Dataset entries
● ● ●

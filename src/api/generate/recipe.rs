//! Recipe endpoint handler

use axum::extract::State;
use tracing::error;

use crate::api::state::AppState;
use crate::api::types::{non_blank, ApiError, IngredientsRequest, Json, RecipeResponse};
use crate::domain::DomainError;

/// POST /api/recipe
pub async fn generate_recipe(
    State(state): State<AppState>,
    Json(request): Json<IngredientsRequest>,
) -> Result<Json<RecipeResponse>, ApiError> {
    let ingredients = non_blank(request.ingredients.as_deref())
        .ok_or_else(|| DomainError::validation("Please provide ingredients."))?;

    let generated = state
        .generation_service
        .generate_recipe(ingredients)
        .await
        .map_err(|e| {
            error!(error = %e, "Recipe generation failed");
            ApiError::from(e)
        })?;

    Ok(Json(RecipeResponse::from(generated)))
}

● ● ●

For this exercise, all the data must be repeated exactly.

### Completed task:
filename src/api/generate/recipe.rs
//! Recipe endpoint handler

use axum::extract::State;
use tracing::error;

use crate::api::state::AppState;
use crate::api::types::{non_blank, ApiError, IngredientsRequest, Json, RecipeResponse};
use crate::domain::DomainError;

/// POST /api/recipe
pub async fn generate_recipe(
    State(state): State<AppState>,
    Json(request): Json<IngredientsRequest>,
) -> Result<Json<RecipeResponse>, ApiError> {
    let ingredients = non_blank(request.ingredients.as_deref())
        .ok_or_else(|| DomainError::validation("Please provide ingredients."))?;

    let generated = state
        .generation_service
        .generate_recipe(ingredients)
        .await
        .map_err(|e| {
            error!(error = %e, "Recipe generation failed");
            ApiError::from(e)
        })?;

    Ok(Json(RecipeResponse::from(generated)))
}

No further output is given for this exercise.